Prometía triunfo Paco Ureña después de la feria de otoño del año pasado, donde solo la espada le privó de una triunfal puerta grande en esta plaza y Ureña cumplió. Con creces diría yo. Porque este torero de Lorca, que brindó su primer toro a su pueblo natal en el aniversario del terremoto, creció como torero. Creció y pudo formar un verdadero terremoto si no falla con la espada. Tandas profundas, de figura firme y estética compostura arrancaron oles de los que hacen reconocer Madrid y demuestran que Madrid reconoce tu valía. Épica en el torero al sobreponerse a las condiciones de la plaza y ética en la afición que aguantó igual de firme y con idéntica compostura las inclemencias del tiempo para celebrar con una grandiosa ovación una faena cercana a las dos orejas en el tercero y que no acabó en oreja o vuelta al ruedo por la intensidad de la lluvia en ese preciso instante.

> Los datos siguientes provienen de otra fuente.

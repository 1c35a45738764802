//! Weekly gain/loss email for the holdings table.
//!
//! Quotes are fetched in batches because the quote API allows only a few calls
//! per minute: batches run one at a time and each is followed by a pause.

use super::table::{read_table, Row};
use super::JobDeps;
use crate::core::collab::Notification;
use crate::core::config::HomeflowConfig;
use crate::core::error::{FlowError, TaskError};
use crate::core::flow::{FlowBuilder, FlowGraph, Input, TaskContext, TaskSpec};
use async_trait::async_trait;
use chrono::{Local, NaiveDate};
use indexmap::IndexMap;
use reqwest::Url;
use serde::{Deserialize, Serialize};
use serde_json::Value;
use std::sync::Arc;
use tokio::sync::Mutex;

pub const NAME: &str = "stock-summary";
pub const API_KEY: &str = "ALPHA_VANTAGE_API_KEY";

/// Daily adjusted closing prices.
#[async_trait]
pub trait QuoteSource: Send + Sync + 'static {
    /// Adjusted close on `on`, or on the latest trading day before it.
    async fn adjusted_close(
        &self,
        ctx: &TaskContext,
        ticker: &str,
        on: NaiveDate,
    ) -> Result<f64, TaskError>;
}

/// Alpha Vantage `TIME_SERIES_DAILY_ADJUSTED`, keyed by the `ALPHA_VANTAGE_API_KEY` secret.
pub struct AlphaVantageQuotes {
    http: reqwest::Client,
    base_url: Url,
}

impl AlphaVantageQuotes {
    pub fn new(http: reqwest::Client, base_url: &str) -> Result<Self, TaskError> {
        let base_url = Url::parse(base_url).map_err(|err| {
            TaskError::new(format!("invalid quotes url '{}': {}", base_url, err))
                .with_code("STOCK-001")
        })?;
        Ok(Self { http, base_url })
    }
}

#[derive(Deserialize)]
struct DailySeries {
    #[serde(rename = "Time Series (Daily)")]
    series: Option<IndexMap<String, IndexMap<String, String>>>,
    #[serde(rename = "Error Message")]
    error: Option<String>,
    #[serde(rename = "Note")]
    note: Option<String>,
}

#[async_trait]
impl QuoteSource for AlphaVantageQuotes {
    async fn adjusted_close(
        &self,
        ctx: &TaskContext,
        ticker: &str,
        on: NaiveDate,
    ) -> Result<f64, TaskError> {
        let api_key = ctx.require_secret(API_KEY)?;
        let url = self.base_url.join("/query").map_err(|err| {
            TaskError::new(format!("invalid quotes url: {}", err)).with_code("STOCK-001")
        })?;
        let body: DailySeries = self
            .http
            .get(url)
            .query(&[
                ("function", "TIME_SERIES_DAILY_ADJUSTED"),
                ("symbol", ticker),
                ("apikey", api_key.as_str()),
            ])
            .send()
            .await?
            .error_for_status()?
            .json()
            .await?;

        let series = body.series.ok_or_else(|| {
            let reason = body
                .error
                .or(body.note)
                .unwrap_or_else(|| "response has no daily series".to_string());
            TaskError::new(reason)
                .with_code("STOCK-002")
                .with_context("ticker", ticker)
        })?;

        let on = on.format("%Y-%m-%d").to_string();
        let (day, fields) = series
            .iter()
            .filter(|(day, _)| day.as_str() <= on.as_str())
            .max_by(|a, b| a.0.cmp(b.0))
            .ok_or_else(|| {
                TaskError::new(format!("no quote on or before {}", on))
                    .with_code("STOCK-002")
                    .with_context("ticker", ticker)
            })?;
        let raw = fields.get("5. adjusted close").ok_or_else(|| {
            TaskError::new(format!("quote for {} has no adjusted close", day))
                .with_code("STOCK-002")
                .with_context("ticker", ticker)
        })?;
        raw.trim().parse().map_err(|_| {
            TaskError::new(format!("adjusted close '{}' is not a number", raw))
                .with_code("STOCK-002")
                .with_context("ticker", ticker)
        })
    }
}

#[derive(Debug, Clone, Copy, PartialEq, Eq, Serialize, Deserialize)]
pub enum Direction {
    Up,
    Down,
}

#[derive(Debug, Clone, PartialEq, Serialize, Deserialize)]
pub struct Holding {
    pub stock: String,
    pub initial_value: f64,
    #[serde(default, skip_serializing_if = "Option::is_none")]
    pub closing_price: Option<f64>,
    #[serde(default, skip_serializing_if = "Option::is_none")]
    pub gain_loss: Option<f64>,
    #[serde(default, skip_serializing_if = "Option::is_none")]
    pub direction: Option<Direction>,
}

pub fn build(config: &HomeflowConfig, deps: &JobDeps) -> Result<FlowGraph, FlowError> {
    let quotes = AlphaVantageQuotes::new(
        deps.http.clone(),
        &config.jobs.stock_summary.quotes_api_url,
    )?;
    build_with(config, deps, Arc::new(quotes))
}

/// Build the flow against an explicit quote source.
pub fn build_with(
    config: &HomeflowConfig,
    deps: &JobDeps,
    quotes: Arc<dyn QuoteSource>,
) -> Result<FlowGraph, FlowError> {
    let settings = &config.jobs.stock_summary;
    let batch_pause = settings.batch_pause()?;
    let mut flow = FlowBuilder::new(NAME);

    let csv_path = settings.csv_path.clone();
    let stocks = flow.add_task(TaskSpec::from_fn("load_stocks", move |_| {
        let holdings = load_holdings(&read_table(&csv_path)?)?;
        tracing::debug!(count = holdings.len(), "holdings loaded");
        Ok(serde_json::to_value(holdings)?)
    }));

    let batches = flow.add_task(
        TaskSpec::from_fn("split_stocks", |inputs| {
            let holdings: Vec<Holding> = inputs.kwarg_as("stocks")?;
            let size: usize = inputs.kwarg_as("batch_size")?;
            let tickers: Vec<String> = holdings.into_iter().map(|h| h.stock).collect();
            let batches: Vec<Vec<String>> = tickers
                .chunks(size.max(1))
                .map(|chunk| chunk.to_vec())
                .collect();
            Ok(serde_json::to_value(batches)?)
        })
        .kwarg("stocks", stocks.clone())
        .kwarg("batch_size", Input::value(settings.batch_size)),
    );

    let gate = Arc::new(Mutex::new(()));
    let prices = flow.add_task(
        TaskSpec::from_async("get_prices", move |inputs, ctx| {
            let quotes = quotes.clone();
            let gate = gate.clone();
            async move {
                let tickers: Vec<String> = inputs.arg_as(0)?;
                let today = Local::now().date_naive();
                let _turn = gate.lock().await;
                let mut prices = Vec::with_capacity(tickers.len());
                for ticker in &tickers {
                    let price = quotes.adjusted_close(&ctx, ticker, today).await?;
                    tracing::debug!(ticker = %ticker, price, "quote fetched");
                    let mut entry = serde_json::Map::new();
                    entry.insert(ticker.clone(), Value::from(price));
                    prices.push(Value::Object(entry));
                }
                if !batch_pause.is_zero() {
                    tracing::info!(
                        pause = %humantime::format_duration(batch_pause),
                        "pausing for quote rate limit"
                    );
                    tokio::time::sleep(batch_pause).await;
                }
                Ok(Value::Array(prices))
            }
        })
        .map_arg(batches),
    );

    let flat = flow.add_task(TaskSpec::flatten("flatten_prices", prices));

    let merged = flow.add_task(
        TaskSpec::from_fn("merge_prices", |inputs| {
            let entries: Vec<IndexMap<String, f64>> = inputs.arg_as(0)?;
            Ok(serde_json::to_value(merge_prices(entries))?)
        })
        .arg(flat),
    );

    let priced = flow.add_task(
        TaskSpec::from_fn("add_prices", |inputs| {
            let holdings: Vec<Holding> = inputs.kwarg_as("stocks")?;
            let prices: IndexMap<String, f64> = inputs.kwarg_as("prices")?;
            Ok(serde_json::to_value(add_prices(holdings, &prices)?)?)
        })
        .kwarg("stocks", stocks)
        .kwarg("prices", merged),
    );

    let changes = flow.add_task(
        TaskSpec::from_fn("compute_changes", |inputs| {
            let holdings: Vec<Holding> = inputs.arg_as(0)?;
            Ok(serde_json::to_value(compute_changes(holdings))?)
        })
        .arg(priced),
    );

    let message = flow.add_task(
        TaskSpec::from_fn("create_message", |inputs| {
            let holdings: Vec<Holding> = inputs.arg_as(0)?;
            Ok(Value::String(create_message(&holdings)))
        })
        .arg(changes),
    );

    let notifier = deps.notifier.clone();
    let email_to = settings.email_to.clone();
    let subject = settings.subject.clone();
    flow.add_task(
        TaskSpec::from_async("send_email", move |inputs, _ctx| {
            let notifier = notifier.clone();
            let email_to = email_to.clone();
            let subject = subject.clone();
            async move {
                if email_to.trim().is_empty() {
                    return Err(TaskError::new("jobs.stock-summary.email_to is not set")
                        .with_code("STOCK-003"));
                }
                let notification = Notification::new(email_to, subject, inputs.kwarg_str("msg")?);
                notifier.send(&notification).await?;
                Ok(Value::Null)
            }
        })
        .kwarg("msg", message),
    );

    Ok(flow.build()?)
}

pub fn load_holdings(rows: &[Row]) -> Result<Vec<Holding>, TaskError> {
    rows.iter()
        .enumerate()
        .map(|(index, row)| {
            let stock = row.get("stock").map(|s| s.trim()).unwrap_or_default();
            let initial = row.get("initial_value").map(|s| s.trim()).unwrap_or_default();
            if stock.is_empty() {
                return Err(TaskError::new(format!("row {} has no stock", index + 1))
                    .with_code("STOCK-004"));
            }
            let initial_value = initial.parse::<f64>().map_err(|_| {
                TaskError::new(format!("initial_value '{}' is not a number", initial))
                    .with_code("STOCK-004")
                    .with_context("stock", stock)
            })?;
            Ok(Holding {
                stock: stock.to_string(),
                initial_value,
                closing_price: None,
                gain_loss: None,
                direction: None,
            })
        })
        .collect()
}

/// Merge single-ticker price maps; the first price seen for a ticker wins.
pub fn merge_prices(entries: Vec<IndexMap<String, f64>>) -> IndexMap<String, f64> {
    let mut merged = IndexMap::new();
    for entry in entries {
        for (ticker, price) in entry {
            merged.entry(ticker).or_insert(price);
        }
    }
    merged
}

pub fn add_prices(
    holdings: Vec<Holding>,
    prices: &IndexMap<String, f64>,
) -> Result<Vec<Holding>, TaskError> {
    holdings
        .into_iter()
        .map(|mut holding| {
            let price = prices.get(&holding.stock).copied().ok_or_else(|| {
                TaskError::new(format!("no price fetched for {}", holding.stock))
                    .with_code("STOCK-005")
            })?;
            holding.closing_price = Some(price);
            Ok(holding)
        })
        .collect()
}

pub fn compute_changes(holdings: Vec<Holding>) -> Vec<Holding> {
    holdings
        .into_iter()
        .map(|mut holding| {
            let closing = holding.closing_price.unwrap_or(holding.initial_value);
            let gain_loss = ((closing - holding.initial_value) * 100.0).round() / 100.0;
            holding.gain_loss = Some(gain_loss);
            holding.direction = Some(if gain_loss >= 0.0 {
                Direction::Up
            } else {
                Direction::Down
            });
            holding
        })
        .collect()
}

pub fn create_message(holdings: &[Holding]) -> String {
    let mut html = String::from(
        "Hi,\n<br>\nHere is your stock holding update for the week:\n<br>\n<table>\n\
         <thead><tr><th>Stock</th><th>Bought At</th><th>Current Price</th><th>Difference</th></tr></thead>\n\
         <tbody>\n",
    );
    for holding in holdings {
        let difference = holding.gain_loss.unwrap_or_default();
        let color = if difference < 0.0 { "red" } else { "green" };
        html.push_str(&format!(
            "<tr><td>{}</td><td>{}</td><td>{}</td><td style=\"color: {}\">{}</td></tr>\n",
            escape_html(&holding.stock),
            money(holding.initial_value),
            holding.closing_price.map(money).unwrap_or_default(),
            color,
            money(difference),
        ));
    }
    html.push_str("</tbody>\n</table>\n");
    html
}

fn money(value: f64) -> String {
    if value < 0.0 {
        format!("-${:.2}", -value)
    } else {
        format!("${:.2}", value)
    }
}

fn escape_html(raw: &str) -> String {
    raw.replace('&', "&amp;")
        .replace('<', "&lt;")
        .replace('>', "&gt;")
        .replace('"', "&quot;")
}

El tremendo sexto que arrancó una ovación de salida tuvo tranco, fijeza en el caballo y alegría en la muleta. Ureña, empapado de verdad y de verdad de agua, dio posiblemente las mejores tandas de la feria, sobre todo por la derecha, rematándolas con una magnifica serie de frente y con unos soberbios ayudados por bajo que dejaban la afición soltando los paraguas y cogiendo los pañuelos. No para secarse, sino para pedir las dos orejas. Lástima que la perfecta estocada estuviera precedida de un pinchazo y el premio se quedara en tan solo en una.

Ureña dejó profunda huella en esta plaza y para eso no le hubiera hecho falta ni tanta agua, ni por supuesto tanto barro.